* Aim of the task *
Show, from the records below, all lines that contain the word "Option".

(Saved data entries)
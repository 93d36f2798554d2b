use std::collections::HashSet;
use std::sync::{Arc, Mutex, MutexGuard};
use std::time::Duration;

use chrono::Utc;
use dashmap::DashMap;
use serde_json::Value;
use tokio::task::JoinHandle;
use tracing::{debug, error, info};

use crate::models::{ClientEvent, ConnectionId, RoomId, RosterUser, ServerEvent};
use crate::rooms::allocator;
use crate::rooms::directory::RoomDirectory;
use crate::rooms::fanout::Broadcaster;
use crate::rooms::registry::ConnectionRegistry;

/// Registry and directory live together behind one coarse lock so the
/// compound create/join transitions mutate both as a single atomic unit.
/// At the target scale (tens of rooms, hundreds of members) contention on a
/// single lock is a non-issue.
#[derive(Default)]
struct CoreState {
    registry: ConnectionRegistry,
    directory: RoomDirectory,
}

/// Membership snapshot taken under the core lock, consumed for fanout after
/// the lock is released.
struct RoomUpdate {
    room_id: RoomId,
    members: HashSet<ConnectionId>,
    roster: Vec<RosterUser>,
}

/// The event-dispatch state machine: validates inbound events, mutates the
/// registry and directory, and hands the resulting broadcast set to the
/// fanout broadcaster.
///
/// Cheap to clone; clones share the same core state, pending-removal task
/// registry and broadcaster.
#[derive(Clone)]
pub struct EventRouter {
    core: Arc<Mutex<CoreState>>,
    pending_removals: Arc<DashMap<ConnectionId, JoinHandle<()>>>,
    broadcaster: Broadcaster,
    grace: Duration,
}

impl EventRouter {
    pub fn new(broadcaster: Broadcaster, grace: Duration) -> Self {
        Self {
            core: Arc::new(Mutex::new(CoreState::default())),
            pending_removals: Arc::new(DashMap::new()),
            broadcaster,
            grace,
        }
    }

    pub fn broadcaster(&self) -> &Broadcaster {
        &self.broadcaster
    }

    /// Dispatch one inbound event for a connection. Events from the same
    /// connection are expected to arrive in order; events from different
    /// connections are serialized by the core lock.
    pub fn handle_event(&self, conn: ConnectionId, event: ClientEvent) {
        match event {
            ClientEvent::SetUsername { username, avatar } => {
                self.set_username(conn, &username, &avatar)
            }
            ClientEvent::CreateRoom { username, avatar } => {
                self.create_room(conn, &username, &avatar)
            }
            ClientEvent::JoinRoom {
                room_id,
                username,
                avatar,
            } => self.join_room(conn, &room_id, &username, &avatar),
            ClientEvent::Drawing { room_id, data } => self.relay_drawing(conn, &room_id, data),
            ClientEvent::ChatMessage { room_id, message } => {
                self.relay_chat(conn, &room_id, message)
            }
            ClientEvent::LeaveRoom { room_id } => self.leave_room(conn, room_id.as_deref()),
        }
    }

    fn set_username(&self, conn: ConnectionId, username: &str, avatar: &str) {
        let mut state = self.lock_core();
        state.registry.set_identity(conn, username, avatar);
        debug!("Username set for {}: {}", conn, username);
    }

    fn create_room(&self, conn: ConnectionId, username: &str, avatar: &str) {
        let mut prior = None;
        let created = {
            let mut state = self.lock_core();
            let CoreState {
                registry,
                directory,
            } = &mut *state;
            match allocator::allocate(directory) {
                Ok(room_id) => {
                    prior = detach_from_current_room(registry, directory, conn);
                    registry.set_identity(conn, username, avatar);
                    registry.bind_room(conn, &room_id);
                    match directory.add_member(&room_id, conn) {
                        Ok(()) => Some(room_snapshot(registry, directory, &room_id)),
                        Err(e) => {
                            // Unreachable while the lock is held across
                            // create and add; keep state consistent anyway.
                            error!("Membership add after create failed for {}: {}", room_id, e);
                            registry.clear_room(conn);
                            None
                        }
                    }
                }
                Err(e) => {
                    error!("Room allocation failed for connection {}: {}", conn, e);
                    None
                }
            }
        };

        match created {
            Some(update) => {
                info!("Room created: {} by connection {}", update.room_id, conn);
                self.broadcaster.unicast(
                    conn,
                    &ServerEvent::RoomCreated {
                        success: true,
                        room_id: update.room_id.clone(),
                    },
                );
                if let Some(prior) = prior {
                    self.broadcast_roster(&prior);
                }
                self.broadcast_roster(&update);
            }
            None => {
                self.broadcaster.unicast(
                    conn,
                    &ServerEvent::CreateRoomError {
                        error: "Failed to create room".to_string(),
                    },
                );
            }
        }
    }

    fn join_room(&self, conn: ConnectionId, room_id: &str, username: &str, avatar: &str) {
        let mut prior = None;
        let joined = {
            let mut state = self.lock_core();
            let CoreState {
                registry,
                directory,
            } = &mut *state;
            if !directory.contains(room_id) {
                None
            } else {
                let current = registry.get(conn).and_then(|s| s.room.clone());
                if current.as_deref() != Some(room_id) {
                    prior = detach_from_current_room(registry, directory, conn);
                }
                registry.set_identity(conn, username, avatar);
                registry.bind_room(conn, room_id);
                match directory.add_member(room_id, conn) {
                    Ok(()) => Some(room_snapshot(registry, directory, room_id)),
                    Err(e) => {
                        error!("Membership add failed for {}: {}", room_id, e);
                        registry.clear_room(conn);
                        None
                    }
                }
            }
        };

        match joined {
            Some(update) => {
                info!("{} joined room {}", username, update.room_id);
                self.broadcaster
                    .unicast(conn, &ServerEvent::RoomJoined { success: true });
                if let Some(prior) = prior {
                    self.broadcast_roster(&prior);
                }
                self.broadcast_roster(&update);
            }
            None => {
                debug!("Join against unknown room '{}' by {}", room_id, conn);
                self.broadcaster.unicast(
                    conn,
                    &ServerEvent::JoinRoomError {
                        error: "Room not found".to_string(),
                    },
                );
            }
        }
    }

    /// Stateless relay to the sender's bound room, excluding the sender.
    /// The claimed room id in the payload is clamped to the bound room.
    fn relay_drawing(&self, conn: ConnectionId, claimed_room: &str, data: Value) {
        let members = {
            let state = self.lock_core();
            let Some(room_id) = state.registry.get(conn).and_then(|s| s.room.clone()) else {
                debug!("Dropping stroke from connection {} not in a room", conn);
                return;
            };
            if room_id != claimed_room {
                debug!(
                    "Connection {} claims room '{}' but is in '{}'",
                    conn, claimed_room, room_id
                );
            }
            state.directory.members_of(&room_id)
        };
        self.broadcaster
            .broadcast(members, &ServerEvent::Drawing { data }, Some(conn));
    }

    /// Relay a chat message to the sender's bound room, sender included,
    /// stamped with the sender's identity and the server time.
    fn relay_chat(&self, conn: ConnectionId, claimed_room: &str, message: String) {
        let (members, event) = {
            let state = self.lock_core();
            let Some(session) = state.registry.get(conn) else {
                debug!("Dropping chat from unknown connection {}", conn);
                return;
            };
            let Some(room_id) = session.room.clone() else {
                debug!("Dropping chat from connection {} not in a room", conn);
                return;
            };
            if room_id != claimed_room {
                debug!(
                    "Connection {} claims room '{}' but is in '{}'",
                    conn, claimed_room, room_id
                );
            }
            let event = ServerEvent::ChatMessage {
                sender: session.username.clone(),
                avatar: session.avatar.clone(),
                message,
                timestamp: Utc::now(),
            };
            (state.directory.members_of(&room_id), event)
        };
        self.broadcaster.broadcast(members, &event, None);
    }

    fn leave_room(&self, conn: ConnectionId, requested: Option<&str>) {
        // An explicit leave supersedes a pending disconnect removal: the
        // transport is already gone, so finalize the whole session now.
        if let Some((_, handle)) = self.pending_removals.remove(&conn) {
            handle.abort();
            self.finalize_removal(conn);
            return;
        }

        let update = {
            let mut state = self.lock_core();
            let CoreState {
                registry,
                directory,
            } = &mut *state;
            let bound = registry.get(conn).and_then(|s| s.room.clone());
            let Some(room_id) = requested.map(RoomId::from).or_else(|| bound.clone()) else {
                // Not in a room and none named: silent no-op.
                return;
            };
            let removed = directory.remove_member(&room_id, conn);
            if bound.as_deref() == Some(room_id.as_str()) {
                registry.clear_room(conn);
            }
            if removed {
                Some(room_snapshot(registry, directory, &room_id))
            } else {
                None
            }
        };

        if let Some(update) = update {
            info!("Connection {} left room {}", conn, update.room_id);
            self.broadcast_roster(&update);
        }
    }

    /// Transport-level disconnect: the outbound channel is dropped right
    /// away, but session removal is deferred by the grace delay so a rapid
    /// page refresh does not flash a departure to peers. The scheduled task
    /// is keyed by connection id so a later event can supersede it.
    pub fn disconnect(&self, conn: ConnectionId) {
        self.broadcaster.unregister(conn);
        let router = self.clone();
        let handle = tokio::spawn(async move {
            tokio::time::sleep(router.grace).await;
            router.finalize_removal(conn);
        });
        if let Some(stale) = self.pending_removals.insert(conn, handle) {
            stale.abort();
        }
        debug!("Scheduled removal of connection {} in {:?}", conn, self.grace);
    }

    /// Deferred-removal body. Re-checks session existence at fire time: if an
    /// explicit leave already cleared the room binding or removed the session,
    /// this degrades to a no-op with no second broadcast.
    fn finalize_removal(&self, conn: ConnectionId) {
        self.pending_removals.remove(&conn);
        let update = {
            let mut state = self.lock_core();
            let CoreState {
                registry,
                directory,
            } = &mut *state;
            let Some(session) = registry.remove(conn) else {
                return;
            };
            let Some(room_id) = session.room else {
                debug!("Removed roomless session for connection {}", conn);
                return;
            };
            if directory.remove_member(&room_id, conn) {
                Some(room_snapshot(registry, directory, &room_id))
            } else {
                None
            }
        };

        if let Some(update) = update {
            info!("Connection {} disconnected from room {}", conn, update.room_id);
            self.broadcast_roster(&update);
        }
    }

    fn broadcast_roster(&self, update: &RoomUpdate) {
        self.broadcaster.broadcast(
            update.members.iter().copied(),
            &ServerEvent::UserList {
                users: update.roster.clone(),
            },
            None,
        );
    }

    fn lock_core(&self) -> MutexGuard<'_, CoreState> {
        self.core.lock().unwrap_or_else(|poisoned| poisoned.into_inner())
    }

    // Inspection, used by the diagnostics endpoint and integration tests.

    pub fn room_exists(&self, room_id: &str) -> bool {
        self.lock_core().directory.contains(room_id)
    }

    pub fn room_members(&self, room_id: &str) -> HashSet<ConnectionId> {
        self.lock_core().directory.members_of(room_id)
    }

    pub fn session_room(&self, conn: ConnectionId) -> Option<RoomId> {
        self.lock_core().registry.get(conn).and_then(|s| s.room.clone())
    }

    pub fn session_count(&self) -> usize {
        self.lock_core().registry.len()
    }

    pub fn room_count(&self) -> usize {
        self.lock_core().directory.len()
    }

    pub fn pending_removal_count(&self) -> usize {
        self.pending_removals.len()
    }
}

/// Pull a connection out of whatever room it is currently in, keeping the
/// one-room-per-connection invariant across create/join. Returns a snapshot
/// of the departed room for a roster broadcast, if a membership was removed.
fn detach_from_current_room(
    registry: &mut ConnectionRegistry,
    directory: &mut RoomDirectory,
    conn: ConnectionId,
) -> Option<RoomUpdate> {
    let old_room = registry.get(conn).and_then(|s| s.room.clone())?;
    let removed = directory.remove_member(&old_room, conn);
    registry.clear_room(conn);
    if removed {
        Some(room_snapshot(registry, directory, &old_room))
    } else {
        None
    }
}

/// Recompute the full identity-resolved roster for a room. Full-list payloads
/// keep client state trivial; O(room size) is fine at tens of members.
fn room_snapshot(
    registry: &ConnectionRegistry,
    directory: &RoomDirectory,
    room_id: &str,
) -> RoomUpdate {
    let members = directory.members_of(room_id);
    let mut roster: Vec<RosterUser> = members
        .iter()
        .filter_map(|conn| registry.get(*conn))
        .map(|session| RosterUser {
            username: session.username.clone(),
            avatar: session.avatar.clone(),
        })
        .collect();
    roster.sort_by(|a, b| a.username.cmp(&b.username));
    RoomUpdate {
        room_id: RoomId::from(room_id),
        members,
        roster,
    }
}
--
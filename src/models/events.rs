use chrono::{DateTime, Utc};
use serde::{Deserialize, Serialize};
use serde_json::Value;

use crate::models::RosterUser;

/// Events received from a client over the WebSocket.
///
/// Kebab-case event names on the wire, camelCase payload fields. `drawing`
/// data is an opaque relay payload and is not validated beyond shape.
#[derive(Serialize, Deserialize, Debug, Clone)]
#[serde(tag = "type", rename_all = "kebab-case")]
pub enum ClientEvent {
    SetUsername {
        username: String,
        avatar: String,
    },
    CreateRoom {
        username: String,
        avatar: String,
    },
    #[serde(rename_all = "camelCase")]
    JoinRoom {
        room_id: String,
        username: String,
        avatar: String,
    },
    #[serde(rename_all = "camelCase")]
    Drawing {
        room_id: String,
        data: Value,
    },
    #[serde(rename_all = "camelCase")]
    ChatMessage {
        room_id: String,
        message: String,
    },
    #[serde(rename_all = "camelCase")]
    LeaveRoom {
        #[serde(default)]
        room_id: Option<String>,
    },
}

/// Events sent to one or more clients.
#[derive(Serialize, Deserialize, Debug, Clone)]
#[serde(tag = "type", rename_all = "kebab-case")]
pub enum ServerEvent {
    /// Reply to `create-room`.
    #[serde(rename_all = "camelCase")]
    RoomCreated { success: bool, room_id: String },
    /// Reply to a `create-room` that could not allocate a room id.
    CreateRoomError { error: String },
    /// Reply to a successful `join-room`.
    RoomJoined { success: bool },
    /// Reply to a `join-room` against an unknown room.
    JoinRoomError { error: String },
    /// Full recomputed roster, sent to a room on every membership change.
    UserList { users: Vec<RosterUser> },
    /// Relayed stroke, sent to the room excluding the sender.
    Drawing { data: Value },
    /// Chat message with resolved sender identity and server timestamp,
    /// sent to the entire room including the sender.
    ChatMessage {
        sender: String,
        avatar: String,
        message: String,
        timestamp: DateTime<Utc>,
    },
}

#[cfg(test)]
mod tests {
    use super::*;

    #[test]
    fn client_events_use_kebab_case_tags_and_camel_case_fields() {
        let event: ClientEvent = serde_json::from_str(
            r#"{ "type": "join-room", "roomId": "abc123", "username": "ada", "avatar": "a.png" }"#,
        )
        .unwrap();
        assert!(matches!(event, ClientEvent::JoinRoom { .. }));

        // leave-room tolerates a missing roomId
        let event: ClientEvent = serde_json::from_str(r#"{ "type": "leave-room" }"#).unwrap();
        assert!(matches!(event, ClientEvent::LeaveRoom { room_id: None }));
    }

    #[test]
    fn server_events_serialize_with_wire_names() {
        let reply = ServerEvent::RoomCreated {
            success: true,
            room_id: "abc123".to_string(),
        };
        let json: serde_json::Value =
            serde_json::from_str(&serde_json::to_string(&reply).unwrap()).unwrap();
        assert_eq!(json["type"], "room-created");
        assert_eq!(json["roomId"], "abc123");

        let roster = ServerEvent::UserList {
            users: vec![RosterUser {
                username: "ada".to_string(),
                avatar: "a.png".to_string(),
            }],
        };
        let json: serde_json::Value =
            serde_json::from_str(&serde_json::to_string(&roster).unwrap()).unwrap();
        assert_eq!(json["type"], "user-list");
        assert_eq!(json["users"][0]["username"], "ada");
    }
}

* Your solution *
    fn leave_room(&self, conn: ConnectionId, requested: Option<&str>) {
    pub fn session_room(&self, conn: ConnectionId) -> Option<RoomId> {
) -> Option<RoomUpdate> {
        room_id: Option<String>,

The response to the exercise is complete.